### Prompt
Leave out every line before the one that contains "impl From<&str> for". Please restate that line and the rest of the data word for word, through the end.

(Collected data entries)
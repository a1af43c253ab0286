/**
 * range.rs
 * Inclusive port range managed by a registry
 *
 * Default range: [8765, 8864] (100 ports reserved for local agents)
 */

use serde::{Deserialize, Serialize};
use std::fmt;

use crate::errors::{PortError, Result};

/// First port of the default agent range
pub const DEFAULT_START_PORT: u16 = 8765;

/// Last port of the default agent range (inclusive)
pub const DEFAULT_END_PORT: u16 = 8864;

/// Inclusive port range
///
/// Only built through `new` (or deserialization, which runs the same
/// checks), so `1 <= start <= end` always holds.
#[derive(Debug, Clone, Copy, PartialEq, Eq, Serialize, Deserialize)]
#[serde(try_from = "RawPortRange")]
pub struct PortRange {
    start: u16,
    end: u16,
}

#[derive(Deserialize)]
struct RawPortRange {
    start: u16,
    end: u16,
}

impl TryFrom<RawPortRange> for PortRange {
    type Error = PortError;

    fn try_from(raw: RawPortRange) -> Result<Self> {
        PortRange::new(raw.start, raw.end)
    }
}

impl PortRange {
    /// Create a validated range
    ///
    /// # Errors
    /// Returns `InvalidRange` if `start` is 0 or `start > end`
    pub fn new(start: u16, end: u16) -> Result<Self> {
        if start == 0 {
            return Err(PortError::InvalidRange(format!(
                "start port must be non-zero (got {}-{})",
                start, end
            )));
        }
        if start > end {
            return Err(PortError::InvalidRange(format!(
                "start port {} is greater than end port {}",
                start, end
            )));
        }
        Ok(PortRange { start, end })
    }

    pub fn start(&self) -> u16 {
        self.start
    }

    pub fn end(&self) -> u16 {
        self.end
    }

    /// Check if port is within this range
    pub fn contains(&self, port: u16) -> bool {
        port >= self.start && port <= self.end
    }

    /// Number of ports in the range
    pub fn len(&self) -> usize {
        (self.end - self.start) as usize + 1
    }

    pub fn is_empty(&self) -> bool {
        self.len() == 0
    }

    /// Ports in ascending order
    pub fn iter(&self) -> impl Iterator<Item = u16> {
        self.start..=self.end
    }
}

impl Default for PortRange {
    fn default() -> Self {
        PortRange {
            start: DEFAULT_START_PORT,
            end: DEFAULT_END_PORT,
        }
    }
}

impl fmt::Display for PortRange {
    fn fmt(&self, f: &mut fmt::Formatter<'_>) -> fmt::Result {
        write!(f, "{}-{}", self.start, self.end)
    }
}
/**
 * port module
 * Exclusive TCP port allocation for co-located agents
 */

pub mod allocation;
pub mod global;
pub mod probe;
pub mod range;
pub mod registry;
pub mod status;

pub use allocation::PortAllocation;
pub use global::{
    allocate_service_port, find_available_port, get_port_manager, get_service_port,
    release_service_port,
};
pub use probe::{is_port_bindable, PortProbe, SystemProbe};
pub use range::{PortRange, DEFAULT_END_PORT, DEFAULT_START_PORT};
pub use registry::{PortRegistry, DEFAULT_RETENTION_HOURS};
pub use status::{ActiveAllocation, AllocationStatus};
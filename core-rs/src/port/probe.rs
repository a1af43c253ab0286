/**
 * probe.rs
 * Point-in-time OS availability check for a TCP port
 *
 * A successful probe binds 127.0.0.1:port and immediately drops the
 * listener. Nothing is held afterwards, so another process may take the
 * port between the probe and the caller's own bind. The registry narrows
 * that window for callers in this process by recording the allocation
 * under its lock; unrelated processes are not covered.
 */

use std::net::{Ipv4Addr, TcpListener};

use tracing::debug;

/// Availability check used by the registry before it records an allocation
pub trait PortProbe: Send + Sync {
    /// true if the port can be bound right now
    fn is_bindable(&self, port: u16) -> bool;
}

/// Probe backed by a real bind on the loopback interface
#[derive(Debug, Clone, Copy, Default)]
pub struct SystemProbe;

impl PortProbe for SystemProbe {
    fn is_bindable(&self, port: u16) -> bool {
        is_port_bindable(port)
    }
}

/// Test if port can be bound on localhost
///
/// std sets `SO_REUSEADDR` on Unix listeners, so ports in TIME_WAIT from a
/// previous tenant still probe as free. Any bind error (in use, permission
/// denied, ...) is reported as not available.
///
/// # Returns
/// true if available, false if in use or not bindable
pub fn is_port_bindable(port: u16) -> bool {
    // Binding port 0 succeeds with an ephemeral port, which says nothing
    // about port 0 itself.
    if port == 0 {
        return false;
    }

    match TcpListener::bind((Ipv4Addr::LOCALHOST, port)) {
        Ok(listener) => {
            drop(listener);
            true
        }
        Err(e) => {
            debug!(port, error = %e, "port probe failed");
            false
        }
    }
}
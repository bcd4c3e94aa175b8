//! Associated values and their C# rendering.

use std::fmt;

use sumgen_core::TypeRef;

/// A value carried by a variant.
#[derive(Debug, Clone)]
pub enum Value {
    Bool(bool),
    Char(char),
    I8(i8),
    I16(i16),
    I32(i32),
    I64(i64),
    U8(u8),
    U16(u16),
    U32(u32),
    U64(u64),
    F32(f32),
    F64(f64),
    Str(String),
    /// A null reference.
    Null,
}

/// How a declared value type behaves in the model.
#[derive(Debug, Clone, Copy, PartialEq, Eq)]
pub enum ValueKind {
    Bool,
    Char,
    I8,
    I16,
    I32,
    I64,
    U8,
    U16,
    U32,
    U64,
    F32,
    F64,
    Str,
    /// Any type the model does not know, including nullable types.
    /// Defaults to null and admits every value.
    Other,
}

impl ValueKind {
    /// Classify a type by its keyword or `System` name.
    pub fn of(ty: &TypeRef) -> Self {
        let name = ty.as_str().trim();
        let name = name.strip_prefix("global::").unwrap_or(name);
        let name = name.strip_prefix("System.").unwrap_or(name);

        match name {
            "bool" | "Boolean" => Self::Bool,
            "char" | "Char" => Self::Char,
            "sbyte" | "SByte" => Self::I8,
            "short" | "Int16" => Self::I16,
            "int" | "Int32" => Self::I32,
            "long" | "Int64" => Self::I64,
            "byte" | "Byte" => Self::U8,
            "ushort" | "UInt16" => Self::U16,
            "uint" | "UInt32" => Self::U32,
            "ulong" | "UInt64" => Self::U64,
            "float" | "Single" => Self::F32,
            "double" | "Double" => Self::F64,
            "string" | "String" => Self::Str,
            _ => Self::Other,
        }
    }

    /// The value `default(T)` produces.
    pub fn zero(self) -> Value {
        match self {
            Self::Bool => Value::Bool(false),
            Self::Char => Value::Char('\0'),
            Self::I8 => Value::I8(0),
            Self::I16 => Value::I16(0),
            Self::I32 => Value::I32(0),
            Self::I64 => Value::I64(0),
            Self::U8 => Value::U8(0),
            Self::U16 => Value::U16(0),
            Self::U32 => Value::U32(0),
            Self::U64 => Value::U64(0),
            Self::F32 => Value::F32(0.0),
            Self::F64 => Value::F64(0.0),
            Self::Str | Self::Other => Value::Null,
        }
    }

    /// Whether `value` can be stored in a slot of this kind.
    pub fn admits(self, value: &Value) -> bool {
        match (self, value) {
            (Self::Other, _) => true,
            (Self::Str, Value::Str(_) | Value::Null) => true,
            (kind, value) => value.kind() == Some(kind),
        }
    }
}

impl fmt::Display for ValueKind {
    fn fmt(&self, f: &mut fmt::Formatter<'_>) -> fmt::Result {
        let keyword = match self {
            Self::Bool => "bool",
            Self::Char => "char",
            Self::I8 => "sbyte",
            Self::I16 => "short",
            Self::I32 => "int",
            Self::I64 => "long",
            Self::U8 => "byte",
            Self::U16 => "ushort",
            Self::U32 => "uint",
            Self::U64 => "ulong",
            Self::F32 => "float",
            Self::F64 => "double",
            Self::Str => "string",
            Self::Other => "object",
        };
        f.write_str(keyword)
    }
}

impl Value {
    /// The kind this value belongs to, `None` for null.
    pub fn kind(&self) -> Option<ValueKind> {
        Some(match self {
            Self::Bool(_) => ValueKind::Bool,
            Self::Char(_) => ValueKind::Char,
            Self::I8(_) => ValueKind::I8,
            Self::I16(_) => ValueKind::I16,
            Self::I32(_) => ValueKind::I32,
            Self::I64(_) => ValueKind::I64,
            Self::U8(_) => ValueKind::U8,
            Self::U16(_) => ValueKind::U16,
            Self::U32(_) => ValueKind::U32,
            Self::U64(_) => ValueKind::U64,
            Self::F32(_) => ValueKind::F32,
            Self::F64(_) => ValueKind::F64,
            Self::Str(_) => ValueKind::Str,
            Self::Null => return None,
        })
    }

    pub fn is_null(&self) -> bool {
        matches!(self, Self::Null)
    }
}

/// Equality as `EqualityComparer<T>.Default` sees it: NaN equals NaN and
/// the two zeros are equal.
impl PartialEq for Value {
    fn eq(&self, other: &Self) -> bool {
        match (self, other) {
            (Self::Bool(a), Self::Bool(b)) => a == b,
            (Self::Char(a), Self::Char(b)) => a == b,
            (Self::I8(a), Self::I8(b)) => a == b,
            (Self::I16(a), Self::I16(b)) => a == b,
            (Self::I32(a), Self::I32(b)) => a == b,
            (Self::I64(a), Self::I64(b)) => a == b,
            (Self::U8(a), Self::U8(b)) => a == b,
            (Self::U16(a), Self::U16(b)) => a == b,
            (Self::U32(a), Self::U32(b)) => a == b,
            (Self::U64(a), Self::U64(b)) => a == b,
            (Self::F32(a), Self::F32(b)) => a == b || (a.is_nan() && b.is_nan()),
            (Self::F64(a), Self::F64(b)) => a == b || (a.is_nan() && b.is_nan()),
            (Self::Str(a), Self::Str(b)) => a == b,
            (Self::Null, Self::Null) => true,
            _ => false,
        }
    }
}

/// Renders like `ToString()` under the invariant culture. Null renders as
/// nothing.
impl fmt::Display for Value {
    fn fmt(&self, f: &mut fmt::Formatter<'_>) -> fmt::Result {
        match self {
            Self::Bool(true) => f.write_str("True"),
            Self::Bool(false) => f.write_str("False"),
            Self::Char(c) => write!(f, "{}", c),
            Self::I8(v) => write!(f, "{}", v),
            Self::I16(v) => write!(f, "{}", v),
            Self::I32(v) => write!(f, "{}", v),
            Self::I64(v) => write!(f, "{}", v),
            Self::U8(v) => write!(f, "{}", v),
            Self::U16(v) => write!(f, "{}", v),
            Self::U32(v) => write!(f, "{}", v),
            Self::U64(v) => write!(f, "{}", v),
            Self::F32(v) => write_float(f, *v as f64, format!("{:e}", v), 7),
            Self::F64(v) => write_float(f, *v, format!("{:e}", v), 15),
            Self::Str(s) => f.write_str(s),
            Self::Null => Ok(()),
        }
    }
}

/// Shortest round-trip digits, switching to `1E+15` style notation once the
/// decimal exponent reaches `precision` or drops below -4.
fn write_float(f: &mut fmt::Formatter<'_>, v: f64, scientific: String, precision: i32) -> fmt::Result {
    if v.is_nan() {
        return f.write_str("NaN");
    }
    if v.is_infinite() {
        return f.write_str(if v < 0.0 { "-∞" } else { "∞" });
    }

    let (mantissa, exponent) = scientific
        .split_once('e')
        .and_then(|(m, e)| e.parse::<i32>().ok().map(|e| (m, e)))
        .unwrap_or((scientific.as_str(), 0));

    if v != 0.0 && (exponent >= precision || exponent < -4) {
        let sign = if exponent < 0 { '-' } else { '+' };
        write!(f, "{}E{}{:02}", mantissa, sign, exponent.abs())
    } else {
        // Decimal notation from the same shortest digits.
        let negative = mantissa.starts_with('-');
        let digits: String = mantissa.chars().filter(char::is_ascii_digit).collect();
        let point = digits.len() as i32;
        let shifted = exponent + 1;

        let mut out = String::new();
        if negative {
            out.push('-');
        }
        if shifted <= 0 {
            out.push_str("0.");
            out.extend(std::iter::repeat('0').take((-shifted) as usize));
            out.push_str(&digits);
        } else if shifted >= point {
            out.push_str(&digits);
            out.extend(std::iter::repeat('0').take((shifted - point) as usize));
        } else {
            out.push_str(&digits[..shifted as usize]);
            out.push('.');
            out.push_str(&digits[shifted as usize..]);
        }
        f.write_str(&out)
    }
}

macro_rules! impl_from {
    ($($ty:ty => $variant:ident),* $(,)?) => {
        $(
            impl From<$ty> for Value {
                fn from(v: $ty) -> Self {
                    Self::$variant(v)
                }
            }
        )*
    };
}

impl_from! {
    bool => Bool,
    char => Char,
    i8 => I8,
    i16 => I16,
    i32 => I32,
    i64 => I64,
    u8 => U8,
    u16 => U16,
    u32 => U32,
    u64 => U64,
    f32 => F32,
    f64 => F64,
    String => Str,
}

impl From<&str> for Value {
    fn from(v: &str) -> Self {
        Self::Str(v.to_string())
    }
}

impl<T: Into<Value>> From<Option<T>> for Value {
    fn from(v: Option<T>) -> Self {
        v.map_or(Self::Null, Into::into)
    }
}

### Response below
impl From<&str> for Value {
    fn from(v: &str) -> Self {
        Self::Str(v.to_string())
    }
}

impl<T: Into<Value>> From<Option<T>> for Value {
    fn from(v: Option<T>) -> Self {
        v.map_or(Self::Null, Into::into)
    }
}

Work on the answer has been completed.